A resolution that would ask the city Department of Parks and Recreation to create and publicly publish a schedule for park maintenance advanced out of the Parks and Community Services Committee and will be sent to the full City Council for a vote.
The resolution was introduced by Councilman Augie Tulba, who represents Ewa Beach. Tulba is also chairman of the Parks and Community Services Committee.
“I heard a lot in my community about grass cutting,” he said at the committee meeting Thursday.
“If we had a schedule up, it might help with not only transparency, but even possibly having more people participate in recommitting to our parks and helping.”
Tulba asked Department of Parks and Recreation Director Laura Thielen whether there was a maintenance schedule.
“I’m not clear what you mean by maintenance schedule,” she said in response. However, she said there are mowing crews that mow the parks’ District 1 and District 2 weekly and District 3 and District 4 about every two weeks.
The reason that park Districts 3 and 4 are mowed only every two weeks is because the districts are so large. District 3 runs from Pearl City down the entire Leeward Coast and has over 100 parks. District 4 runs from Makapuu around the island to Kaena Point.

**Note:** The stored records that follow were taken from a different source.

//! One-shot interactive authorisation.
//!
//! Runs the OAuth authorisation-code flow against a local callback server
//! and returns the resulting token encoded the way `spotify.auth_seed`
//! expects it, for the operator to paste into their configuration.

use crate::auth::encode_seed;
use crate::{playlist_scopes, SpotifyError};
use axum::{extract::Query, response::Html, routing::get, Router};
use radiodb_core::SpotifyConfig;
use rspotify::prelude::OAuthClient;
use rspotify::{AuthCodeSpotify, Credentials, OAuth};
use serde::Deserialize;
use std::net::SocketAddr;
use std::sync::Arc;
use std::time::Duration;
use tokio::sync::oneshot;
use tracing::{info, warn};

/// How long to wait for the operator to complete the flow in the browser.
const CALLBACK_TIMEOUT_SECS: u64 = 600;

/// Run the flow and return the base64 seed.
///
/// # Errors
///
/// Returns an error if the callback server cannot start, the flow times out,
/// or the token exchange fails.
pub async fn run(config: &SpotifyConfig) -> Result<String, SpotifyError> {
    let creds = Credentials::new(&config.client_id, &config.client_secret);
    let oauth = OAuth {
        redirect_uri: config.redirect_uri.clone(),
        scopes: playlist_scopes(),
        ..Default::default()
    };
    let client = AuthCodeSpotify::new(creds, oauth);

    let (host, port, callback_path) = parse_redirect_uri(&config.redirect_uri)?;

    let (tx, rx) = oneshot::channel::<String>();
    let tx = Arc::new(tokio::sync::Mutex::new(Some(tx)));
    let app = Router::new().route(
        &callback_path,
        get(move |Query(params): Query<CallbackParams>| {
            let tx = Arc::clone(&tx);
            async move { handle_callback(params, tx).await }
        }),
    );

    let addr: SocketAddr = format!(
        "{}:{port}",
        if host == "localhost" { "127.0.0.1" } else { &host }
    )
    .parse()
    .map_err(|err| SpotifyError::AuthFailed {
        reason: format!("Invalid redirect address: {err}"),
    })?;
    let listener = tokio::net::TcpListener::bind(addr)
        .await
        .map_err(|err| SpotifyError::AuthFailed {
            reason: format!("Failed to bind {addr}: {err}"),
        })?;
    info!("Waiting for the authorisation callback on http://{addr}{callback_path}");

    let auth_url = client
        .get_authorize_url(false)
        .map_err(|err| SpotifyError::AuthFailed {
            reason: format!("Failed to build authorisation URL: {err}"),
        })?;
    if let Err(err) = open::that(&auth_url) {
        warn!("Could not open a browser automatically: {err}");
        info!("Open this URL to authorise:\n{auth_url}");
    }

    let code = wait_for_code(rx, listener, app).await?;
    info!("Received authorisation code, exchanging for a token");
    client
        .request_token(&code)
        .await
        .map_err(|err| SpotifyError::AuthFailed {
            reason: format!("Token exchange failed: {err}"),
        })?;

    let guard = client
        .token
        .lock()
        .await
        .map_err(|_| SpotifyError::AuthFailed {
            reason: "Failed to acquire token lock".to_string(),
        })?;
    let token = guard.as_ref().ok_or_else(|| SpotifyError::AuthFailed {
        reason: "Token exchange produced no token".to_string(),
    })?;
    encode_seed(token)
}

async fn wait_for_code(
    rx: oneshot::Receiver<String>,
    listener: tokio::net::TcpListener,
    app: Router,
) -> Result<String, SpotifyError> {
    let server = axum::serve(listener, app);
    tokio::select! {
        result = rx => result.map_err(|_| SpotifyError::AuthFailed {
            reason: "Callback channel closed unexpectedly".to_string(),
        }),
        _ = server => Err(SpotifyError::AuthFailed {
            reason: "Callback server stopped unexpectedly".to_string(),
        }),
        () = tokio::time::sleep(Duration::from_secs(CALLBACK_TIMEOUT_SECS)) => {
            Err(SpotifyError::AuthFailed {
                reason: "Timed out waiting for the authorisation callback".to_string(),
            })
        }
    }
}

async fn handle_callback(
    params: CallbackParams,
    tx: Arc<tokio::sync::Mutex<Option<oneshot::Sender<String>>>>,
) -> Html<&'static str> {
    if let Some(code) = params.code {
        if let Some(sender) = tx.lock().await.take() {
            let _ = sender.send(code);
        }
        Html(SUCCESS_HTML)
    } else {
        warn!(
            "Authorisation callback carried no code (error: {:?})",
            params.error
        );
        Html(FAILURE_HTML)
    }
}

fn parse_redirect_uri(redirect_uri: &str) -> Result<(String, u16, String), SpotifyError> {
    let parsed = url::Url::parse(redirect_uri).map_err(|err| SpotifyError::AuthFailed {
        reason: format!("Invalid redirect URI: {err}"),
    })?;
    let host = parsed.host_str().unwrap_or("localhost").to_string();
    let port = parsed.port().unwrap_or(8888);
    let path = match parsed.path() {
        "" => "/".to_string(),
        path => path.to_string(),
    };
    Ok((host, port, path))
}

#[derive(Debug, Deserialize)]
struct CallbackParams {
    code: Option<String>,
    error: Option<String>,
}

const SUCCESS_HTML: &str = "<!DOCTYPE html>\
<html><head><title>Authorised</title></head>\
<body style=\"font-family: sans-serif; text-align: center; padding: 50px;\">\
<h1>Authorised</h1>\
<p>radio-db is now connected to Spotify. You can close this window; \
the seed is printed on the terminal.</p>\
</body></html>";

const FAILURE_HTML: &str = "<!DOCTYPE html>\
<html><head><title>Authorisation failed</title></head>\
<body style=\"font-family: sans-serif; text-align: center; padding: 50px;\">\
<h1>Authorisation failed</h1>\
<p>No authorisation code was received. Close this window and try again.</p>\
</body></html>";
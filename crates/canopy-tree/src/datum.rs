//! A reference payload for tree nodes.
//!
//! [`Datum`] is a small JSON-like document: scalars, maps keyed by name and
//! ordered lists. It implements [`NodeData`] with [`PathArg`] keys and is what
//! the tests and the stress harness store in the tree. Real deployments plug in
//! their own schema-aware payload instead.

use crate::data::{Capability, NodeData};
use serde::{Deserialize, Serialize};
use std::collections::BTreeMap;
use std::fmt;
use std::sync::Arc;

/// Identifies a child of a [`Datum`] container.
#[derive(Clone, Debug, PartialEq, Eq, Hash, PartialOrd, Ord, Serialize, Deserialize)]
pub enum PathArg {
    /// A child of a keyed container.
    Name(String),
    /// A child of an ordered container.
    Index(usize),
}

impl PathArg {
    /// Create a name argument.
    pub fn name(name: impl Into<String>) -> Self {
        PathArg::Name(name.into())
    }
}

impl From<&str> for PathArg {
    fn from(name: &str) -> Self {
        PathArg::Name(name.to_string())
    }
}

impl From<String> for PathArg {
    fn from(name: String) -> Self {
        PathArg::Name(name)
    }
}

impl From<usize> for PathArg {
    fn from(index: usize) -> Self {
        PathArg::Index(index)
    }
}

impl fmt::Display for PathArg {
    fn fmt(&self, f: &mut fmt::Formatter<'_>) -> fmt::Result {
        match self {
            PathArg::Name(name) => write!(f, "{}", name),
            PathArg::Index(index) => write!(f, "[{}]", index),
        }
    }
}

/// A JSON-like payload.
#[derive(Clone, Debug, PartialEq, Serialize, Deserialize)]
pub enum Datum {
    Scalar(serde_json::Value),
    Keyed(BTreeMap<String, Arc<Datum>>),
    Ordered(Vec<Arc<Datum>>),
}

impl Datum {
    /// Create a scalar.
    pub fn scalar(value: impl Into<serde_json::Value>) -> Self {
        Datum::Scalar(value.into())
    }

    /// Create a keyed container from `(name, child)` pairs.
    pub fn keyed<K, I>(children: I) -> Self
    where
        K: Into<String>,
        I: IntoIterator<Item = (K, Datum)>,
    {
        Datum::Keyed(
            children
                .into_iter()
                .map(|(name, child)| (name.into(), Arc::new(child)))
                .collect(),
        )
    }

    /// Create an ordered container.
    pub fn ordered(children: impl IntoIterator<Item = Datum>) -> Self {
        Datum::Ordered(children.into_iter().map(Arc::new).collect())
    }

    /// The scalar value, if this is a scalar.
    pub fn as_scalar(&self) -> Option<&serde_json::Value> {
        match self {
            Datum::Scalar(value) => Some(value),
            _ => None,
        }
    }

    /// A copy of this container with `key` set to `child`.
    ///
    /// For ordered containers an index equal to the length appends. Keys that
    /// do not fit the container leave the copy unchanged.
    pub fn with_child(&self, key: &PathArg, child: Arc<Datum>) -> Datum {
        match (self, key) {
            (Datum::Keyed(children), PathArg::Name(name)) => {
                let mut children = children.clone();
                children.insert(name.clone(), child);
                Datum::Keyed(children)
            }
            (Datum::Ordered(children), PathArg::Index(index)) if *index <= children.len() => {
                let mut children = children.clone();
                if *index == children.len() {
                    children.push(child);
                } else {
                    children[*index] = child;
                }
                Datum::Ordered(children)
            }
            _ => self.clone(),
        }
    }

    /// A copy of this container without `key`. Ordered siblings shift down.
    pub fn without_child(&self, key: &PathArg) -> Datum {
        match (self, key) {
            (Datum::Keyed(children), PathArg::Name(name)) => {
                let mut children = children.clone();
                children.remove(name);
                Datum::Keyed(children)
            }
            (Datum::Ordered(children), PathArg::Index(index)) if *index < children.len() => {
                let mut children = children.clone();
                children.remove(*index);
                Datum::Ordered(children)
            }
            _ => self.clone(),
        }
    }

    /// Keys of all direct children, in container order.
    pub fn child_keys(&self) -> Vec<PathArg> {
        match self {
            Datum::Scalar(_) => Vec::new(),
            Datum::Keyed(children) => children.keys().cloned().map(PathArg::Name).collect(),
            Datum::Ordered(children) => (0..children.len()).map(PathArg::Index).collect(),
        }
    }
}

impl NodeData for Datum {
    type Key = PathArg;

    fn capability(&self) -> Capability {
        match self {
            Datum::Scalar(_) => Capability::Scalar,
            Datum::Keyed(_) => Capability::Keyed,
            Datum::Ordered(_) => Capability::Ordered,
        }
    }

    fn child(&self, key: &PathArg) -> Option<Arc<Datum>> {
        match (self, key) {
            (Datum::Keyed(children), PathArg::Name(name)) => children.get(name).cloned(),
            (Datum::Ordered(children), PathArg::Index(index)) => children.get(*index).cloned(),
            _ => None,
        }
    }

    fn child_count(&self) -> usize {
        match self {
            Datum::Scalar(_) => 0,
            Datum::Keyed(children) => children.len(),
            Datum::Ordered(children) => children.len(),
        }
    }
}
//! # canopy-version
//!
//! Identity-only MVCC versions for the Canopy tree store.
//!
//! This crate provides:
//! - [`Version`]: an opaque token compared by identity, never by content
//! - Tracking versions with an atomic `Open -> Committing -> Committed`
//!   commit protocol
//! - [`CommitMetadata`]: the timestamp and id attached on commit
//!
//! ## Example
//!
//! ```rust
//! use canopy_version::{CommitState, Version};
//!
//! let v0 = Version::initial_tracking();
//! let v1 = v0.next();
//! assert_ne!(v0, v1);
//!
//! assert!(v1.commit_metadata().is_err());
//! v1.commit().unwrap();
//! assert_eq!(v1.commit_state(), Some(CommitState::Committed));
//! assert!(v1.commit().is_err());
//! ```

mod error;
mod metadata;
mod version;

pub use error::{Result, VersionError};
pub use metadata::CommitMetadata;
pub use version::{CommitState, Version};
//! The entry points for wrapping payloads and opening edits.

use crate::config::TreeConfig;
use crate::data::NodeData;
use crate::error::{Result, TreeError};
use crate::mutable::MutableTreeNode;
use crate::node::TreeNode;
use canopy_version::Version;
use std::sync::Arc;

/// Wraps payloads into nodes and opens edits according to a [`TreeConfig`].
#[derive(Clone, Debug, Default)]
pub struct TreeNodeFactory {
    config: TreeConfig,
}

impl TreeNodeFactory {
    /// Create a factory with the given configuration.
    pub fn new(config: TreeConfig) -> Self {
        TreeNodeFactory { config }
    }

    /// The configuration in use.
    pub fn config(&self) -> &TreeConfig {
        &self.config
    }

    /// A fresh version, tracking or plain depending on the configuration.
    pub fn initial_version(&self) -> Version {
        if self.config.tracking_versions {
            Version::initial_tracking()
        } else {
            Version::initial()
        }
    }

    /// Wrap a payload into a node. See [`TreeNode::of`].
    pub fn wrap<D: NodeData>(&self, data: Arc<D>, version: Version) -> TreeNode<D> {
        TreeNode::of(data, version)
    }

    /// Open an edit over `node`, stamped with `next_subtree_version`.
    pub fn open_mutable<D: NodeData>(
        &self,
        node: &TreeNode<D>,
        next_subtree_version: Version,
    ) -> Result<MutableTreeNode<D>> {
        node.open_mutable_with(next_subtree_version, self.config.inline_overlay_limit)
    }

    /// Open an edit over freshly written container data.
    ///
    /// The payload is stamped with `version` as its incarnation and the edits
    /// share that version, so the sealed node is always an untouched container
    /// carrying the final payload.
    pub fn new_mutable<D: NodeData>(
        &self,
        data: Arc<D>,
        version: Version,
    ) -> Result<MutableTreeNode<D>> {
        if !data.capability().is_container() {
            return Err(TreeError::NotAContainer);
        }
        self.open_mutable(&TreeNode::of(data, version.clone()), version)
    }
}

#[cfg(test)]
mod tests {
    use super::*;
    use crate::datum::{Datum, PathArg};
    use crate::node::NodeKind;

    #[test]
    fn test_initial_version_follows_config() {
        let plain = TreeNodeFactory::default();
        assert!(!plain.initial_version().is_tracking());

        let tracking = TreeNodeFactory::new(TreeConfig::default().with_tracking_versions(true));
        assert!(tracking.initial_version().is_tracking());
    }

    #[test]
    fn test_new_mutable_rejects_scalars() {
        let factory = TreeNodeFactory::default();
        let err = factory
            .new_mutable(Arc::new(Datum::scalar(1)), Version::initial())
            .unwrap_err();
        assert_eq!(err, TreeError::NotAContainer);
    }

    #[test]
    fn test_new_mutable_seals_untouched() {
        let factory = TreeNodeFactory::default();
        let v = factory.initial_version();
        let written = Arc::new(Datum::keyed([("a", Datum::scalar(1))]));

        let mut builder = factory.new_mutable(written, v.clone()).unwrap();
        let key = PathArg::name("b");
        let child = factory.wrap(Arc::new(Datum::scalar(2)), v.clone());
        builder.put(key.clone(), child.clone());
        let data = builder.data().with_child(&key, Arc::clone(child.data()));
        builder.set_data(Arc::new(data));

        let node = builder.seal();
        assert_eq!(node.kind(), NodeKind::Simple);
        assert_eq!(node.incarnation(), &v);
        assert_eq!(node.subtree_version(), &v);
        assert_eq!(node.data().child_count(), 2);
        assert!(node.child_by_arg(&key).is_some());
    }
}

“Those two districts have a real hard time in meeting the maintenance needs just in addition to all the parks they have, and all the people that are loving those areas to death, they have huge distances to travel,” Thielen said.
The parks department is trying to divide District 3 into two districts and add an additional grounds manager and crew to help oversee that area.
A June 2020 Department of Parks and Recreation
audit, conducted by the
Honolulu city auditor, Troy Shimasaki, criticized the deficient maintenance of Oahu parks.
The audit found that the department did not formally track or report its maintenance efforts. Instead, the efforts were “reactive,” which led to maintenance staff having to play catch-up with priority requests. It also had no specified benchmarks or qualitative standards for park maintenance and instead relied on photographs to achieve desired park conditions. It recommended that the department establish policies and procedures to track daily park maintenance efforts, quantify park standards and bring the ground maintenance staff rate up to 90%.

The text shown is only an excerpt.